The Covid-19 pandemic and its aftermath will reinforce these pre-existing trends. To be clear: The coronavirus lockdown was a stunning break from recent decades of intensifying resettlement—but it was artificial and temporary. It did, however, prompt people everywhere to rethink where they live and begin looking for better options. People are ditching “red zones” with inadequate healthcare for “green zones” with better medical systems and “blue zones” offering greater climate resilience. We are all in search of the right combination of latitude and attitude.
The future of human mobility points in just one direction: more. The coming decades could witness billions of people on the move, shifting from south to north, from coast to inland, from low-lying to higher-elevation, from overpriced to affordable, from failing to stable societies.
No doubt there are billions of people who will die in the countries in which they were born. Indeed, let’s assume that more than half of the most populous countries are too sedentary, old, infirm, unwilling, or unwelcome elsewhere to leave home. That means that at least 1 billion Indians, 1 billion Chinese, 700 million Africans, 200 million Brazilians, the same number of Indonesians, 100 million Pakistanis, and another 1 billion others remain geographically immobile. That still leaves 4 billion people who may be both eager and capable of migrating.
Almost all of those 4 billion are young. Just over half the world’s population was born in the three decades since the Cold War ended. This includes most millennials (Gen-Y) and all of Gen-Z. As of 2020, they represent more than 60 percent of the world population. We often talk about a world that’s aging, but right now, the world is more young than old—and the primary reason humanity is getting statistically older is because today’s youth are barely having any children. Thus, when we talk about “the people,” it’s wrong to envision yuppie, middle-class, two-income, two-child households living in suburbia. That isn’t true in America, Europe, China, or anywhere. The largest category of people in the world is best described as young, single, childless, and struggling in cities. If you are not one of them, you are in the minority.

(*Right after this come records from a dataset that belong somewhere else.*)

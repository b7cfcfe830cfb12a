//! Datastore seams. Services only see these traits; `mysql` backs production
//! and `memory` backs tests and local runs without a database.

use async_trait::async_trait;
use derive_more::{Display, Error};

use crate::model::{
    employee::{Employee, EmployeeFilter, EmployeeSummary},
    project::Project,
    salary::{MonthlySummary, PeriodKey, SalaryFilter, SalaryRecord},
    task::Task,
};
use crate::utils::pagination::Pagination;

pub mod memory;
pub mod mysql;

#[derive(Debug, Display, Error)]
pub enum StoreError {
    #[display(fmt = "unique constraint violated: {}", _0)]
    UniqueViolation(#[error(not(source))] String),

    #[display(fmt = "foreign key constraint violated: {}", _0)]
    ForeignKeyViolation(#[error(not(source))] String),

    #[display(fmt = "datastore call timed out")]
    Timeout,

    #[display(fmt = "datastore error: {}", _0)]
    Backend(#[error(not(source))] String),
}

pub type StoreResult<T> = Result<T, StoreError>;

#[async_trait]
pub trait SalaryStore: Send + Sync {
    /// Fails with `UniqueViolation` when the period is already taken.
    async fn insert_salary(&self, record: &SalaryRecord) -> StoreResult<()>;

    async fn salary(&self, id: &str) -> StoreResult<Option<SalaryRecord>>;

    async fn salary_for_period(
        &self,
        key: &PeriodKey,
        exclude_id: Option<&str>,
    ) -> StoreResult<Option<SalaryRecord>>;

    /// Ordered by year desc, month desc, created_at desc. Returns the page and
    /// the filtered total.
    async fn list_salaries(
        &self,
        filter: &SalaryFilter,
        page: Pagination,
    ) -> StoreResult<(Vec<SalaryRecord>, i64)>;

    async fn count_salaries(&self, filter: &SalaryFilter) -> StoreResult<i64>;

    /// Returns false when no row matched `record.id`.
    async fn update_salary(&self, record: &SalaryRecord) -> StoreResult<bool>;

    async fn delete_salary(&self, id: &str) -> StoreResult<bool>;

    async fn monthly_summary(&self, year: i32) -> StoreResult<Vec<MonthlySummary>>;
}

#[async_trait]
pub trait EmployeeStore: Send + Sync {
    async fn insert_employee(&self, employee: &Employee) -> StoreResult<()>;

    async fn employee(&self, id: &str) -> StoreResult<Option<Employee>>;

    async fn employee_by_code(
        &self,
        code: &str,
        exclude_id: Option<&str>,
    ) -> StoreResult<Option<Employee>>;

    async fn employee_summaries(&self, ids: &[String]) -> StoreResult<Vec<EmployeeSummary>>;

    /// Ordered by created_at desc.
    async fn list_employees(
        &self,
        filter: &EmployeeFilter,
        page: Pagination,
    ) -> StoreResult<(Vec<Employee>, i64)>;

    async fn update_employee(&self, employee: &Employee) -> StoreResult<bool>;

    /// Salary records restrict the delete; assigned tasks are unassigned.
    async fn delete_employee(&self, id: &str) -> StoreResult<bool>;
}

#[async_trait]
pub trait ProjectStore: Send + Sync {
    async fn insert_project(&self, project: &Project) -> StoreResult<()>;

    async fn project(&self, id: &str) -> StoreResult<Option<Project>>;

    /// Projects the user manages or is a member of, created_at desc.
    async fn list_visible_projects(
        &self,
        user_id: &str,
        page: Pagination,
    ) -> StoreResult<(Vec<Project>, i64)>;

    /// Replaces scalar columns and the member set.
    async fn update_project(&self, project: &Project) -> StoreResult<bool>;

    /// Deletes the project together with its tasks and memberships.
    async fn delete_project(&self, id: &str) -> StoreResult<bool>;

    async fn insert_task(&self, task: &Task) -> StoreResult<()>;

    async fn task(&self, project_id: &str, task_id: &str) -> StoreResult<Option<Task>>;

    /// Oldest first.
    async fn list_tasks(&self, project_id: &str) -> StoreResult<Vec<Task>>;

    async fn update_task(&self, task: &Task) -> StoreResult<bool>;

    async fn delete_task(&self, project_id: &str, task_id: &str) -> StoreResult<bool>;
}

/// Directory of principals the service has seen.
#[async_trait]
pub trait UserStore: Send + Sync {
    async fn touch_user(&self, user_id: &str, email: Option<&str>) -> StoreResult<()>;

    /// The subset of `ids` that belong to known users.
    async fn known_users(&self, ids: &[String]) -> StoreResult<Vec<String>>;
}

Furthermore, if you are not Asian, you are definitely in the minority. Asia represents not only 60 percent of the global population (versus only 25 percent combined for North America and Europe), but also almost all of the countries with the largest number of young people in the world. China and India each have more millennials than America or Europe have people. In recent years, about two-thirds of Asian migrants have remained within the region, but as the West’s demographic imbalances become more acute, Asians will be in ever higher demand worldwide. There are presently more Chinese outside of China than Indians outside of India, but soon that will reverse: Whereas China’s population will soon begin to decline, India’s is much younger and continues to grow—and with all of South Asia (including Pakistan and Bangladesh) much poorer than China, its youth are much more motivated to move. Geopolitically, the world seems like it’s turning yellow, but demographically it’s unquestionably turning brown.